Sunday, November 27, 2016

"Though your life felt arduous
new and unmapped and strange
what would it means to stand on the first
page of the end of despair?"

- Adrienne Rich

Day 1

It is a strange feeling, waking up with the daylight bleeding through a little bit more, hope seeming to be almost, maybe, within grasp. 

The struggle has not magically disappeared - the Monster roars loud and fills my mind and knocks me to the ground again and again. But the earth underneath me has shifted a little and as I try to find my feet, I am not sure how to navigate this new world.

I am scared because this feels a bit like freedom - a weight lifted off my shoulders. I have permission now to not follow the path I felt bound to, but to actually do what I want with my life, to pursue what I love.

And just like that, the urges come on stronger than before, a longing to delve into sickness, to go back to the thick bars of the cage where it was safe and structured and I knew what to expect, to fall back into other people's truths  - boxes that I don't fit into but that were comforting  nonetheless.

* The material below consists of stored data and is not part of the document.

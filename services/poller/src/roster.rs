//! Roster source and watermark store.
//!
//! The live roster is the Postgres join `meters ⋈ queries`, filtered to
//! active meters with a positive interval for the requested kind. Every
//! successful snapshot is mirrored to a JSON cache file keyed by
//! `(schema, kind)`; when the database is unreachable the cache stands in.
//! No cache and no database is fatal — the fleet never runs on a silently
//! empty roster.
//!
//! Expected roster schema (reference):
//! ```sql
//! meters(id BIGINT PRIMARY KEY, meter_id TEXT, description TEXT,
//!        manufacturer TEXT, ip_address TEXT, port INT, use_meter_id BOOL,
//!        timeout INT, password TEXT, password_type TEXT, timezone TEXT,
//!        org TEXT, is_active BOOL, p01_from TIMESTAMPTZ,
//!        p98_from TIMESTAMPTZ)
//! queries(id BIGINT PRIMARY KEY, list1 INT, … p211 INT, error INT)
//! ```

use chrono::{DateTime, Utc};
use sqlx::postgres::{PgPool, PgPoolOptions, PgRow};
use sqlx::Row;
use std::path::{Path, PathBuf};
use thiserror::Error;
use tracing::{debug, info, warn};

use crate::config::DbConfig;
use meter_core::{DataKind, MeterDescriptor, PasswordKind, WatermarkField};

// ---------------------------------------------------------------------------
// Errors
// ---------------------------------------------------------------------------

#[derive(Debug, Error)]
pub enum RosterError {
    #[error("roster query failed: {0}")]
    Db(#[from] sqlx::Error),
    #[error("roster source unreachable and no cache at {0}")]
    Unavailable(String),
    #[error("cache io: {0}")]
    Io(#[from] std::io::Error),
    #[error("cache parse: {0}")]
    Json(#[from] serde_json::Error),
    #[error("no database connection for watermark update")]
    NoConnection,
}

// ---------------------------------------------------------------------------
// RosterStore
// ---------------------------------------------------------------------------

pub struct RosterStore {
    pool: Option<PgPool>,
    schema: String,
    cache_dir: PathBuf,
}

impl RosterStore {
    /// Connect to the roster database. A failed connection is tolerated —
    /// snapshots then come from the cache until the source recovers.
    pub async fn connect(db: &DbConfig, cache_dir: &str) -> RosterStore {
        let pool = match PgPoolOptions::new()
            .max_connections(4)
            .connect(&db.url())
            .await
        {
            Ok(pool) => {
                info!(url = %db.redacted_url(), "connected to roster source");
                Some(pool)
            }
            Err(e) => {
                warn!(url = %db.redacted_url(), error = %e, "roster source unreachable, relying on cache");
                None
            }
        };
        RosterStore {
            pool,
            schema: db.pg_schema.clone(),
            cache_dir: PathBuf::from(cache_dir),
        }
    }

    /// Cache-only store (tests, degraded operation).
    pub fn cache_only(schema: &str, cache_dir: &Path) -> RosterStore {
        RosterStore {
            pool: None,
            schema: schema.to_owned(),
            cache_dir: cache_dir.to_owned(),
        }
    }

    pub fn cache_path(&self, kind: DataKind) -> PathBuf {
        self.cache_dir
            .join(format!("meters_{}_{}.json", self.schema, kind.as_str()))
    }

    /// The active roster for one kind.
    ///
    /// Database first; on success the result also refreshes the cache
    /// file. On failure the cache is returned if present.
    pub async fn snapshot(&self, kind: DataKind) -> Result<Vec<MeterDescriptor>, RosterError> {
        if let Some(pool) = &self.pool {
            match self.query_meters(pool, kind).await {
                Ok(meters) => {
                    info!(kind = %kind, meters = meters.len(), "roster loaded from database");
                    if let Err(e) = self.write_cache(kind, &meters) {
                        warn!(path = %self.cache_path(kind).display(), error = %e, "roster cache not written");
                    }
                    return Ok(meters);
                }
                Err(e) => {
                    warn!(kind = %kind, error = %e, "roster query failed, trying cache");
                }
            }
        }
        self.read_cache(kind)
    }

    async fn query_meters(
        &self,
        pool: &PgPool,
        kind: DataKind,
    ) -> Result<Vec<MeterDescriptor>, sqlx::Error> {
        // kind.as_str() comes from a closed enum and the schema is
        // validated at config load, so the interpolation is inert.
        let sql = format!(
            "SELECT m.id, m.meter_id, m.description, m.manufacturer, m.ip_address, m.port,
                    m.use_meter_id, m.timeout, m.password, m.password_type, m.timezone, m.org,
                    m.is_active, m.p01_from, m.p98_from,
                    q.list1, q.list2, q.list3, q.list4, q.p01, q.p02,
                    q.p98, q.p99, q.p200, q.p210, q.p211, q.error
             FROM {schema}.meters m
             INNER JOIN {schema}.queries q ON m.id = q.id
             WHERE q.{kind} > 0 AND m.is_active = TRUE",
            schema = self.schema,
            kind = kind.as_str()
        );
        let rows = sqlx::query(sqlx::AssertSqlSafe(sql)).fetch_all(pool).await?;
        rows.iter().map(map_meter_row).collect()
    }

    fn write_cache(&self, kind: DataKind, meters: &[MeterDescriptor]) -> Result<(), RosterError> {
        std::fs::create_dir_all(&self.cache_dir)?;
        let path = self.cache_path(kind);
        std::fs::write(&path, serde_json::to_string(meters)?)?;
        debug!(path = %path.display(), "roster cache written");
        Ok(())
    }

    fn read_cache(&self, kind: DataKind) -> Result<Vec<MeterDescriptor>, RosterError> {
        let path = self.cache_path(kind);
        if !path.is_file() {
            return Err(RosterError::Unavailable(path.display().to_string()));
        }
        info!(path = %path.display(), "roster loaded from cache file");
        let content = std::fs::read_to_string(&path)?;
        Ok(serde_json::from_str(&content)?)
    }

    // -----------------------------------------------------------------------
    // Watermarks
    // -----------------------------------------------------------------------

    /// Advance a resume watermark. The guard keeps advancement strictly
    /// monotone — a stale write (concurrent session, clock skew) is a
    /// no-op.
    pub async fn set_watermark(
        &self,
        meter_id: &str,
        field: WatermarkField,
        instant: DateTime<Utc>,
    ) -> Result<(), RosterError> {
        let pool = self.pool.as_ref().ok_or(RosterError::NoConnection)?;
        let sql = format!(
            "UPDATE {schema}.meters SET {col} = $1
             WHERE meter_id = $2 AND ({col} IS NULL OR {col} < $1)",
            schema = self.schema,
            col = field.column_name()
        );
        let result = sqlx::query(sqlx::AssertSqlSafe(sql))
            .bind(instant)
            .bind(meter_id)
            .execute(pool)
            .await?;
        debug!(
            meter_id,
            field = %field,
            instant = %instant,
            updated = result.rows_affected(),
            "watermark advanced"
        );
        Ok(())
    }

    /// Drop a resume watermark (the window was consumed clean).
    pub async fn clear_watermark(
        &self,
        meter_id: &str,
        field: WatermarkField,
    ) -> Result<(), RosterError> {
        let pool = self.pool.as_ref().ok_or(RosterError::NoConnection)?;
        let sql = format!(
            "UPDATE {schema}.meters SET {col} = NULL WHERE meter_id = $1",
            schema = self.schema,
            col = field.column_name()
        );
        sqlx::query(sqlx::AssertSqlSafe(sql)).bind(meter_id).execute(pool).await?;
        debug!(meter_id, field = %field, "watermark cleared");
        Ok(())
    }
}

fn map_meter_row(row: &PgRow) -> Result<MeterDescriptor, sqlx::Error> {
    let password_type = row
        .try_get::<Option<String>, _>("password_type")?
        .map(|s| match s.to_lowercase().as_str() {
            "manufacturer" => PasswordKind::Manufacturer,
            _ => PasswordKind::Utility,
        })
        .unwrap_or_default();

    Ok(MeterDescriptor {
        id: row.try_get("id")?,
        meter_id: row.try_get("meter_id")?,
        description: row.try_get("description")?,
        manufacturer: row.try_get("manufacturer")?,
        ip_address: row.try_get("ip_address")?,
        port: u16::try_from(row.try_get::<i32, _>("port")?).unwrap_or(8000),
        use_meter_id: row
            .try_get::<Option<bool>, _>("use_meter_id")?
            .unwrap_or(false),
        timeout: row
            .try_get::<Option<i32>, _>("timeout")?
            .and_then(|v| u32::try_from(v).ok()),
        password: row.try_get("password")?,
        password_type,
        timezone: row.try_get("timezone")?,
        org: row.try_get("org")?,
        is_active: row.try_get("is_active")?,
        list1: interval(row, "list1")?,
        list2: interval(row, "list2")?,
        list3: interval(row, "list3")?,
        list4: interval(row, "list4")?,
        p01: interval(row, "p01")?,
        p02: interval(row, "p02")?,
        p98: interval(row, "p98")?,
        p99: interval(row, "p99")?,
        p200: interval(row, "p200")?,
        p210: interval(row, "p210")?,
        p211: interval(row, "p211")?,
        error: interval(row, "error")?,
        p01_from: row
            .try_get::<Option<DateTime<Utc>>, _>("p01_from")?
            .map(|t| t.timestamp()),
        p98_from: row
            .try_get::<Option<DateTime<Utc>>, _>("p98_from")?
            .map(|t| t.timestamp()),
    })
}

fn interval(row: &PgRow, column: &str) -> Result<u32, sqlx::Error> {
    Ok(row
        .try_get::<Option<i32>, _>(column)?
        .map_or(0, |v| u32::try_from(v).unwrap_or(0)))
}
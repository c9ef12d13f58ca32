//! Core data model and reply parser for the meter-reading fleet.
//!
//! Holds the pieces shared between the poller service and the integration
//! suites: meter descriptors as they come out of the roster, the OBIS-tagged
//! `Record` the parser produces, the vendor-family variant with its
//! behavioral flags, fixed-offset timezone handling, and the stateful text
//! parser for the COSEM/OBIS dataset grammar.
//!
//! The parser is pure: the same raw reply with the same meter context always
//! yields the same record list.

pub mod meter;
pub mod parser;
pub mod record;
pub mod timebase;

pub use meter::{DataKind, MeterDescriptor, PasswordKind, Vendor, WatermarkField};
pub use parser::{MeterContext, ParseError, parse};
pub use record::{BatchKey, Record};
//! Bucket scheduler over the meter roster.
//!
//! Each `(meter, kind)` slot fires when the wall clock crosses into a new
//! interval bucket: `bucket = now / interval`, due iff `bucket >
//! last_bucket`. A meter that just appeared in the roster is due
//! immediately and records the current bucket, so a slot dispatches at most
//! once per bucket — calling `tick` twice inside the same bucket never
//! double-dispatches.
//!
//! The scheduler is deliberately pure (the clock is a parameter) so the
//! dispatch law is unit-testable without waiting on real time.

use std::collections::HashMap;
use std::collections::hash_map::Entry;
use tracing::debug;

use meter_core::{DataKind, MeterDescriptor};

/// A `(meter, kind)` pair that is due for a session.
#[derive(Debug, Clone)]
pub struct Dispatch {
    pub meter: MeterDescriptor,
    pub kind: DataKind,
}

/// Per-slot schedule state.
#[derive(Debug, Clone, Copy)]
struct Slot {
    last_bucket: i64,
}

pub struct Scheduler {
    /// Roster per kind, in snapshot order.
    roster: HashMap<DataKind, Vec<MeterDescriptor>>,
    slots: HashMap<(String, DataKind), Slot>,
}

impl Scheduler {
    pub fn new() -> Scheduler {
        Scheduler {
            roster: HashMap::new(),
            slots: HashMap::new(),
        }
    }

    /// Replace the roster for one kind, preserving schedule state.
    ///
    /// Surviving meters keep their `last_bucket`; meters that disappeared
    /// from the snapshot lose their slot; new meters have no slot yet and
    /// will dispatch on the next tick.
    pub fn merge_roster(&mut self, kind: DataKind, meters: Vec<MeterDescriptor>) {
        self.slots.retain(|(meter_id, slot_kind), _| {
            *slot_kind != kind || meters.iter().any(|m| m.meter_id == *meter_id)
        });
        debug!(kind = %kind, meters = meters.len(), "roster merged");
        self.roster.insert(kind, meters);
    }

    /// Number of meters currently scheduled for a kind.
    pub fn roster_len(&self, kind: DataKind) -> usize {
        self.roster.get(&kind).map_or(0, Vec::len)
    }

    /// Drop every kind not in `kinds` (config reload removed it).
    pub fn retain_kinds(&mut self, kinds: &[DataKind]) {
        self.roster.retain(|kind, _| kinds.contains(kind));
        self.slots.retain(|(_, kind), _| kinds.contains(kind));
    }

    /// Collect every slot that is due at `now` (unix seconds), advancing
    /// their buckets. Meters are visited in snapshot order; disabled kinds
    /// (interval 0) and inactive meters are skipped.
    pub fn tick(&mut self, now: i64) -> Vec<Dispatch> {
        let mut due = Vec::new();
        for (&kind, meters) in &self.roster {
            for meter in meters {
                if !meter.is_active {
                    continue;
                }
                let interval = i64::from(meter.interval(kind));
                if interval <= 0 {
                    continue;
                }
                let bucket = now.div_euclid(interval);
                let key = (meter.meter_id.clone(), kind);
                match self.slots.entry(key) {
                    Entry::Occupied(mut slot) => {
                        if bucket > slot.get().last_bucket {
                            slot.get_mut().last_bucket = bucket;
                            due.push(Dispatch {
                                meter: meter.clone(),
                                kind,
                            });
                        }
                    }
                    Entry::Vacant(slot) => {
                        // First sighting: dispatch once, remember the bucket.
                        slot.insert(Slot { last_bucket: bucket });
                        due.push(Dispatch {
                            meter: meter.clone(),
                            kind,
                        });
                    }
                }
            }
        }
        due
    }
}

impl Default for Scheduler {
    fn default() -> Self {
        Scheduler::new()
    }
}
//! Record sinks: where parsed batches go.
//!
//! Two interchangeable sinks behind one closed variant — a local SQLite
//! staging buffer (drained by a separate mover) and a direct relational
//! sink. `insert` returning `Ok(true)` means the batch is durably accepted
//! downstream; only then may watermarks advance.

pub mod buffer;
pub mod pg;

use meter_core::{BatchKey, Record};
use thiserror::Error;

pub use buffer::BufferSink;
pub use pg::PgSink;

#[derive(Debug, Error)]
pub enum SinkError {
    #[error("sink unavailable: {0}")]
    Unavailable(String),
    #[error("sink rejected batch: {0}")]
    Rejected(String),
    #[error("sqlite: {0}")]
    Sqlite(#[from] rusqlite::Error),
    #[error("postgres: {0}")]
    Pg(#[from] sqlx::Error),
    #[error("payload serialization: {0}")]
    Json(#[from] serde_json::Error),
    #[error("integrity check failed: {0}")]
    IntegrityCheckFailed(String),
}

/// The configured record sink.
pub enum RecordSink {
    Buffer(BufferSink),
    Postgres(PgSink),
}

impl RecordSink {
    /// Ship one batch. `Ok(true)` confirms durable acceptance.
    pub async fn insert(&self, key: &BatchKey, records: &[Record]) -> Result<bool, SinkError> {
        match self {
            RecordSink::Buffer(sink) => sink.insert(key, records).await,
            RecordSink::Postgres(sink) => sink.insert(key, records).await,
        }
    }
}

But this feeling, I could fall in love with this feeling. It is relief, my first inhale above the surface, my head just barely above the water for a few sweet moments.

What if? That what she said, right? To be curious?

What if - what if, just maybe, perhaps, I could create a life where I wasn't miserable? What if I could find a job that I love and actually be happy -- but I don't know, there are so many unknowns, questions upon questions, and oh good god this could go horribly wrong. 

But even in my panic, a lingering thought: what if it doesn't? 

Day 2

The high that came immediately after That Day has left and the newness worn off and I am left to face the Monster again.

"I can't, I can't do it," I cry, my whole body shaking. I want don't want to be in this body, I want to drag my nails across my skin as though I could claw my way out, tear through flesh and blood and cut my heart loose.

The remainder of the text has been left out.